The StatQuest Illustrated Guide to Machine Learning!!!

5 minute read

Published: June 09, 2025

Author: Josh Starmer, Ph.D.
Book Amazon link: https://www.amazon.com/dp/B0BLM4TLPY
Youtube link: https://www.youtube.com/@statquest

Chapter 1 : Fundamental Concepts of ML

What is Machine Learning (ML)?

According to the author, ML is a collection of tools and techniques that transforms data into decisions.
Basically, ML is about 2 things:
1. Classifying things (Classification) and
2. Quantifying Predictions (Regression).
Comparing ML Methods:
- To choose, which methods to use for your application, we can just compare the prediction of the method/model with the actual outcomes. This is called evaluation of a model and the metrics used are called evaluation metrics.
- For this, we first fit the model to the training data.
- Then make predictions based on the trained model.
- Then we evaluate the predictions made on test set with the actual outcome.
- We can do this for different model/methods and based on the evaluation metrics we can select a suitable method for our application.
- Here, just because a machine learning methods fits the training data well, it doesn’t mean it will perform well with the Testing Data.
- Fit Train Data well but poor predictions = Overfitting
- Doesn’t fit train data well = Underfitting.
Independent and Dependent Variables
- variable: value of which vary from record to record.
- Say that we have two variables, ‘height’ and ‘weight’. And let us also say that height prediction depends on weight of a person, then here, the ‘height’ is a dependent variable, and ‘weight’ is an independent variable, as this variable used to predict a dependent variable.
- Here, the independent variables are also called features.
Discrete and Continuous Data
- discrete data: countable values. only takes specific values.
- continuous data: measurable values under a particular pre-defined range.
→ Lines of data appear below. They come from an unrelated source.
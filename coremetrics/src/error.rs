//! Error types for the coremetrics ROC/AUC engine.
//!
//! Compute failures are deterministic functions of the inputs and are
//! detected before any output is written. Each one maps onto a stable
//! integer [`StatusCode`] so the same taxonomy can cross the C ABI.

use std::fmt;
use std::path::PathBuf;

use thiserror::Error;

/// The main error type for all coremetrics operations.
#[derive(Error, Debug)]
pub enum CoreMetricsError {
    /// Input validation failed before the curve was computed.
    #[error("compute error: {0}")]
    Compute(#[from] ComputeError),

    /// A configuration value or file was invalid.
    #[error("config error: {0}")]
    Config(#[from] ConfigError),

    /// A dataset file could not be read or parsed.
    #[error("dataset error: {0}")]
    Dataset(#[from] DatasetError),
}

impl CoreMetricsError {
    /// Returns the status code for compute failures, `None` otherwise.
    pub fn status(&self) -> Option<StatusCode> {
        match self {
            Self::Compute(e) => Some(e.status()),
            Self::Config(_) | Self::Dataset(_) => None,
        }
    }
}

/// Errors detected by the input validator.
///
/// All of these are raised before the output buffer is touched.
#[derive(Error, Debug, Clone, PartialEq, Eq)]
pub enum ComputeError {
    /// A required input collection is absent.
    #[error("required input is absent: {input}")]
    NullInput {
        /// Which input was missing.
        input: &'static str,
    },

    /// The inputs are empty or their lengths disagree.
    #[error("invalid sample count: {scores} scores, {labels} labels")]
    InvalidCount {
        /// Number of scores supplied.
        scores: usize,
        /// Number of labels supplied.
        labels: usize,
    },

    /// The bucket count for binned mode is not positive.
    #[error("invalid bucket count: {buckets} (must be > 0)")]
    InvalidBucketCount {
        /// The rejected bucket count.
        buckets: i32,
    },

    /// The caller's output buffer cannot hold the worst-case point count.
    #[error("output buffer holds {capacity} points, {required} required")]
    InsufficientOutputCapacity {
        /// Points the requested mode may emit.
        required: usize,
        /// Points the caller's buffer can hold.
        capacity: usize,
    },
}

impl ComputeError {
    /// Returns the integer status code for this failure.
    pub fn status(&self) -> StatusCode {
        StatusCode::from(self)
    }
}

/// Errors that can occur while building or loading a [`crate::RocConfig`].
#[derive(Error, Debug)]
pub enum ConfigError {
    /// Binned mode was requested with a non-positive bucket count.
    #[error("invalid bucket count in config: {buckets} (must be > 0)")]
    InvalidBuckets {
        /// The rejected bucket count.
        buckets: i32,
    },

    /// The config file could not be read.
    #[error("failed to read config '{}': {source}", path.display())]
    Load {
        /// The config file path.
        path: PathBuf,
        /// The underlying I/O error.
        #[source]
        source: std::io::Error,
    },

    /// The config file is not valid JSON for a `RocConfig`.
    #[error("failed to parse config '{}': {source}", path.display())]
    Parse {
        /// The config file path.
        path: PathBuf,
        /// The underlying JSON error.
        #[source]
        source: serde_json::Error,
    },
}

/// Errors that can occur while loading a (score, label) dataset.
#[derive(Error, Debug)]
pub enum DatasetError {
    /// The dataset file could not be read.
    #[error("failed to read dataset '{}': {source}", path.display())]
    Read {
        /// The dataset file path.
        path: PathBuf,
        /// The underlying I/O error.
        #[source]
        source: std::io::Error,
    },

    /// A CSV row is malformed.
    #[error("line {line}: {reason}")]
    MalformedRow {
        /// 1-based line number of the bad row.
        line: usize,
        /// What was wrong with the row.
        reason: String,
    },

    /// The JSON document does not match the dataset layout.
    #[error("malformed JSON dataset: {source}")]
    Json {
        /// The underlying JSON error.
        #[source]
        source: serde_json::Error,
    },

    /// The JSON document has different numbers of scores and labels.
    #[error("dataset has {scores} scores but {labels} labels")]
    LengthMismatch {
        /// Number of scores in the document.
        scores: usize,
        /// Number of labels in the document.
        labels: usize,
    },
}

/// Integer status codes shared with the C ABI.
#[repr(i32)]
#[derive(Debug, Clone, Copy, PartialEq, Eq, Hash)]
pub enum StatusCode {
    /// The call succeeded.
    Ok = 0,
    /// A required input was absent.
    NullInput = 1,
    /// Empty input or mismatched lengths.
    InvalidCount = 2,
    /// Non-positive bucket count.
    InvalidBucketCount = 3,
    /// Output buffer too small.
    InsufficientOutputCapacity = 4,
}

impl StatusCode {
    /// Returns the raw integer value.
    pub fn as_i32(self) -> i32 {
        self as i32
    }
}

impl From<&ComputeError> for StatusCode {
    fn from(err: &ComputeError) -> Self {
        match err {
            ComputeError::NullInput { .. } => Self::NullInput,
            ComputeError::InvalidCount { .. } => Self::InvalidCount,
            ComputeError::InvalidBucketCount { .. } => Self::InvalidBucketCount,
            ComputeError::InsufficientOutputCapacity { .. } => Self::InsufficientOutputCapacity,
        }
    }
}

impl TryFrom<i32> for StatusCode {
    type Error = i32;

    fn try_from(raw: i32) -> std::result::Result<Self, Self::Error> {
        match raw {
            0 => Ok(Self::Ok),
            1 => Ok(Self::NullInput),
            2 => Ok(Self::InvalidCount),
            3 => Ok(Self::InvalidBucketCount),
            4 => Ok(Self::InsufficientOutputCapacity),
            other => Err(other),
        }
    }
}

impl fmt::Display for StatusCode {
    fn fmt(&self, f: &mut fmt::Formatter<'_>) -> fmt::Result {
        let name = match self {
            Self::Ok => "ok",
            Self::NullInput => "null input",
            Self::InvalidCount => "invalid count",
            Self::InvalidBucketCount => "invalid bucket count",
            Self::InsufficientOutputCapacity => "insufficient output capacity",
        };
        write!(f, "{name} ({})", self.as_i32())
    }
}

/// Type alias for `Result<T, CoreMetricsError>`.
pub type Result<T> = std::result::Result<T, CoreMetricsError>;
Chapter 2: Cross Validation

From Chapter 1 we learned, that we train the model on ‘train set’ and evaluate the model on ‘test set’.
But how do we decide on what data points to choose for ‘test set’ or the ‘train set’.
The answer is cross validation.
Say you have 10 data points. And let us say that we have chosen a 80/20 train-test split. This means that we are going to assign 8 points randomly to train set and the rest of the 2 data point for test set. Here the 2 points chosen will not be used in test set for the next cross validation. So, for second we choose another 2 data points for test set and remaining for train set. We can do this 5 times, since our total data points is 10 and we have chosen a 80/20 train-test split.
Therefore, cross validation is a way solving the problem of not knowing which points are the best for testing by using them all in an iterative way.
You can also think of it like make 5 groups. And each time using one group as the ‘test set’ and remaining as the ‘train set’.
The number of iterations/groups are also called folds. Therefore, this is an example of 5-fold cross validation.
But why can’t we use all the data as ‘train set’.
- Because, only way to determine if a model has been overfit or not is to evaluate on new data.
- Reusing same data points for training and testing is called Data Leakage.
The main advantage of cross-validation is that it is a proper measure of how good a model has performed, instead of relying on chance for train-test split. Here, if test set is by chance easy, then the model will be interpreted as better than it actually is.
When we have a lot of data, 10-Fold Cross Validation is commonly used.
Another commonly used cross validation is Leave-One-Out.
- used all but one point for training, and the remaining point for testing.
- iterate until every single point has been tested.
- we usually use this for small dataset.
Commonly, sometimes a particular model performs better in some iteration and another model can perform better in other iteration. In such case we use Statistics to decide the better model.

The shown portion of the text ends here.